Here are some records; return them all exactly.
====
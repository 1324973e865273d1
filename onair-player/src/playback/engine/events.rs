//! Player event classification and buffering management

use super::core::PlaybackEngine;
use crate::playback::buffer_health::{BufferingAction, CheckOutcome};
use crate::playback::timers::TimerKind;
use crate::player::{PlayerEvent, ProcessingState};
use crate::telemetry::names;
use onair_common::events::PlaybackStatus;
use serde_json::json;
use std::time::Duration;
use tokio::time::Instant;
use tracing::{debug, info, trace, warn};

impl PlaybackEngine {
    pub(super) async fn handle_player_event(&mut self, generation: u64, event: PlayerEvent) {
        if self.player.is_none() || generation != self.player_generation {
            trace!("Ignoring event from stale player {}: {:?}", generation, event);
            return;
        }

        match event {
            PlayerEvent::Fault(message) => {
                warn!("Player fault: {}", message);
                self.on_stream_dropped(format!("player fault: {}", message))
                    .await;
            }
            PlayerEvent::State {
                playing,
                processing,
            } => {
                trace!("Player state: playing={} {:?}", playing, processing);
                match processing {
                    ProcessingState::Loading => self.on_loading(),
                    ProcessingState::Ready if playing => self.on_ready(),
                    ProcessingState::Ready => self.on_ready_not_playing(),
                    ProcessingState::Buffering => self.on_buffering().await,
                    ProcessingState::Idle => {
                        self.on_stream_dropped("player went idle".to_string())
                            .await
                    }
                    ProcessingState::Completed => {
                        self.on_stream_dropped("stream ended".to_string()).await
                    }
                }
            }
        }
    }

    fn on_loading(&mut self) {
        if self.status.status() == PlaybackStatus::Idle
            || self.recovery_blocked()
            || self.flags.restart_in_flight
        {
            return;
        }
        self.status.set_status(PlaybackStatus::Connecting);
    }

    /// Sustained playback: reset counters, open the session. Health is
    /// refilled only on a fresh connection; reconnects keep its history.
    fn on_ready(&mut self) {
        let now = Instant::now();
        if let Some(duration) = self.monitor.on_buffering_resolved(now) {
            debug!("Buffering resolved after {:?}", duration);
            self.status.set_message("");
        }
        self.timers.cancel(TimerKind::BufferCheck);

        if self.status.status() == PlaybackStatus::Playing {
            self.publish_buffer();
            return;
        }
        if self.flags.user_stopped || self.deliberately_paused() || self.flags.paused_for_foreground_content {
            debug!("Ready signal while paused or stopped; ignoring");
            return;
        }

        let recovered = self.scheduler.record_success(now);
        self.cancel_recovery();
        self.flags.exhausted = false;
        if std::mem::take(&mut self.flags.fresh_connection) {
            self.monitor.mark_healthy();
        }

        self.status.set_error("");
        self.status.set_message("");
        self.status.set_status(PlaybackStatus::Playing);
        self.publish_buffer();

        self.open_session_if_needed(now);
        if recovered {
            if let Some(session) = self.session.as_mut() {
                session.record_reconnection();
            }
            info!("Stream recovered");
            self.telemetry.report(
                names::RECONNECT_SUCCEEDED,
                json!({
                    "buffer_health": self.monitor.health(),
                    "stability_score": self.monitor.stability_score(),
                    "session_reconnections": self.session.as_ref().map(|s| s.total_reconnections),
                }),
            );
        }
        self.start_heartbeat();
    }

    fn on_ready_not_playing(&mut self) {
        if self.deliberately_paused() || self.flags.paused_for_foreground_content {
            self.status.set_status(PlaybackStatus::Paused);
        }
    }

    async fn on_buffering(&mut self) {
        if !matches!(
            self.status.status(),
            PlaybackStatus::Playing | PlaybackStatus::Buffering
        ) {
            trace!("Buffering outside playback ignored");
            return;
        }
        self.status.set_status(PlaybackStatus::Buffering);

        if self.flags.backgrounded || self.flags.paused_for_foreground_content {
            debug!("Buffering while backgrounded; no progressive checks");
            return;
        }

        let now = Instant::now();
        match self.monitor.on_buffering_start(now) {
            BufferingAction::AlreadyBuffering => {
                debug!("Buffering again, health {}", self.monitor.health());
                self.publish_buffer();
            }
            BufferingAction::EscalateNow => {
                let elapsed = self.monitor.on_escalated(now).unwrap_or(Duration::ZERO);
                self.publish_buffer();
                info!("Buffer health exhausted; reconnecting immediately");
                self.report_escalation(0, elapsed);
                self.on_stream_failure("buffer health exhausted".to_string())
                    .await;
            }
            BufferingAction::ProgressiveCheck { interval, message } => {
                self.status.set_message(message);
                self.publish_buffer();
                self.timers.schedule(TimerKind::BufferCheck, interval);
            }
        }
    }

    pub(super) async fn on_buffer_check(&mut self) {
        let now = Instant::now();
        match self.monitor.on_progress_check(now) {
            CheckOutcome::NotBuffering => {}
            CheckOutcome::StillWaiting { check, message } => {
                debug!("Still buffering (check {})", check);
                self.status.set_message(message);
                self.timers
                    .schedule(TimerKind::BufferCheck, self.config.buffering.check_interval());
            }
            CheckOutcome::Escalate { checks, elapsed } => {
                self.monitor.on_escalated(now);
                self.publish_buffer();
                info!("Buffering for {:?} after {} checks; reconnecting", elapsed, checks);
                self.report_escalation(checks, elapsed);
                self.on_stream_failure(format!("buffering timeout after {:?}", elapsed))
                    .await;
            }
        }
    }

    fn report_escalation(&self, checks: u32, elapsed: Duration) {
        self.telemetry.report(
            names::BUFFERING_ESCALATED,
            json!({
                "checks": checks,
                "elapsed_ms": elapsed.as_millis() as u64,
                "buffer_health": self.monitor.health(),
                "stability_score": self.monitor.stability_score(),
            }),
        );
    }

    /// The stream stopped without being asked to
    async fn on_stream_dropped(&mut self, reason: String) {
        if self.flags.user_stopped
            || self.flags.exhausted
            || self.flags.restart_in_flight
            || self.status.status() == PlaybackStatus::Idle
        {
            debug!("Stream drop ignored ({})", reason);
            return;
        }
        if self.deliberately_paused() || self.flags.paused_for_foreground_content {
            // Reload the source on the next play
            self.source_loaded = false;
            debug!("Stream dropped while paused ({})", reason);
            return;
        }

        self.on_stream_failure(reason).await;
    }
}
====
◆ **RESPONSE**:
repository 1324973e865273d1
filename onair-player/src/playback/engine/events.rs
//! Player event classification and buffering management

use super::core::PlaybackEngine;
use crate::playback::buffer_health::{BufferingAction, CheckOutcome};
use crate::playback::timers::TimerKind;
use crate::player::{PlayerEvent, ProcessingState};
use crate::telemetry::names;
use onair_common::events::PlaybackStatus;
use serde_json::json;
use std::time::Duration;
use tokio::time::Instant;
use tracing::{debug, info, trace, warn};

impl PlaybackEngine {
    pub(super) async fn handle_player_event(&mut self, generation: u64, event: PlayerEvent) {
        if self.player.is_none() || generation != self.player_generation {
            trace!("Ignoring event from stale player {}: {:?}", generation, event);
            return;
        }

        match event {
            PlayerEvent::Fault(message) => {
                warn!("Player fault: {}", message);
                self.on_stream_dropped(format!("player fault: {}", message))
                    .await;
            }
            PlayerEvent::State {
                playing,
                processing,
            } => {
                trace!("Player state: playing={} {:?}", playing, processing);
                match processing {
                    ProcessingState::Loading => self.on_loading(),
                    ProcessingState::Ready if playing => self.on_ready(),
                    ProcessingState::Ready => self.on_ready_not_playing(),
                    ProcessingState::Buffering => self.on_buffering().await,
                    ProcessingState::Idle => {
                        self.on_stream_dropped("player went idle".to_string())
                            .await
                    }
                    ProcessingState::Completed => {
                        self.on_stream_dropped("stream ended".to_string()).await
                    }
                }
            }
        }
    }

    fn on_loading(&mut self) {
        if self.status.status() == PlaybackStatus::Idle
            || self.recovery_blocked()
            || self.flags.restart_in_flight
        {
            return;
        }
        self.status.set_status(PlaybackStatus::Connecting);
    }

    /// Sustained playback: reset counters, open the session. Health is
    /// refilled only on a fresh connection; reconnects keep its history.
    fn on_ready(&mut self) {
        let now = Instant::now();
        if let Some(duration) = self.monitor.on_buffering_resolved(now) {
            debug!("Buffering resolved after {:?}", duration);
            self.status.set_message("");
        }
        self.timers.cancel(TimerKind::BufferCheck);

        if self.status.status() == PlaybackStatus::Playing {
            self.publish_buffer();
            return;
        }
        if self.flags.user_stopped || self.deliberately_paused() || self.flags.paused_for_foreground_content {
            debug!("Ready signal while paused or stopped; ignoring");
            return;
        }

        let recovered = self.scheduler.record_success(now);
        self.cancel_recovery();
        self.flags.exhausted = false;
        if std::mem::take(&mut self.flags.fresh_connection) {
            self.monitor.mark_healthy();
        }

        self.status.set_error("");
        self.status.set_message("");
        self.status.set_status(PlaybackStatus::Playing);
        self.publish_buffer();

        self.open_session_if_needed(now);
        if recovered {
            if let Some(session) = self.session.as_mut() {
                session.record_reconnection();
            }
            info!("Stream recovered");
            self.telemetry.report(
                names::RECONNECT_SUCCEEDED,
                json!({
                    "buffer_health": self.monitor.health(),
                    "stability_score": self.monitor.stability_score(),
                    "session_reconnections": self.session.as_ref().map(|s| s.total_reconnections),
                }),
            );
        }
        self.start_heartbeat();
    }

    fn on_ready_not_playing(&mut self) {
        if self.deliberately_paused() || self.flags.paused_for_foreground_content {
            self.status.set_status(PlaybackStatus::Paused);
        }
    }

    async fn on_buffering(&mut self) {
        if !matches!(
            self.status.status(),
            PlaybackStatus::Playing | PlaybackStatus::Buffering
        ) {
            trace!("Buffering outside playback ignored");
            return;
        }
        self.status.set_status(PlaybackStatus::Buffering);

        if self.flags.backgrounded || self.flags.paused_for_foreground_content {
            debug!("Buffering while backgrounded; no progressive checks");
            return;
        }

        let now = Instant::now();
        match self.monitor.on_buffering_start(now) {
            BufferingAction::AlreadyBuffering => {
                debug!("Buffering again, health {}", self.monitor.health());
                self.publish_buffer();
            }
            BufferingAction::EscalateNow => {
                let elapsed = self.monitor.on_escalated(now).unwrap_or(Duration::ZERO);
                self.publish_buffer();
                info!("Buffer health exhausted; reconnecting immediately");
                self.report_escalation(0, elapsed);
                self.on_stream_failure("buffer health exhausted".to_string())
                    .await;
            }
            BufferingAction::ProgressiveCheck { interval, message } => {
                self.status.set_message(message);
                self.publish_buffer();
                self.timers.schedule(TimerKind::BufferCheck, interval);
            }
        }
    }

    pub(super) async fn on_buffer_check(&mut self) {
        let now = Instant::now();
        match self.monitor.on_progress_check(now) {
            CheckOutcome::NotBuffering => {}
            CheckOutcome::StillWaiting { check, message } => {
                debug!("Still buffering (check {})", check);
                self.status.set_message(message);
                self.timers
                    .schedule(TimerKind::BufferCheck, self.config.buffering.check_interval());
            }
            CheckOutcome::Escalate { checks, elapsed } => {
                self.monitor.on_escalated(now);
                self.publish_buffer();
                info!("Buffering for {:?} after {} checks; reconnecting", elapsed, checks);
                self.report_escalation(checks, elapsed);
                self.on_stream_failure(format!("buffering timeout after {:?}", elapsed))
                    .await;
            }
        }
    }

    fn report_escalation(&self, checks: u32, elapsed: Duration) {
        self.telemetry.report(
            names::BUFFERING_ESCALATED,
            json!({
                "checks": checks,
                "elapsed_ms": elapsed.as_millis() as u64,
                "buffer_health": self.monitor.health(),
                "stability_score": self.monitor.stability_score(),
            }),
        );
    }

    /// The stream stopped without being asked to
    async fn on_stream_dropped(&mut self, reason: String) {
        if self.flags.user_stopped
            || self.flags.exhausted
            || self.flags.restart_in_flight
            || self.status.status() == PlaybackStatus::Idle
        {
            debug!("Stream drop ignored ({})", reason);
            return;
        }
        if self.deliberately_paused() || self.flags.paused_for_foreground_content {
            // Reload the source on the next play
            self.source_loaded = false;
            debug!("Stream dropped while paused ({})", reason);
            return;
        }

        self.on_stream_failure(reason).await;
    }
}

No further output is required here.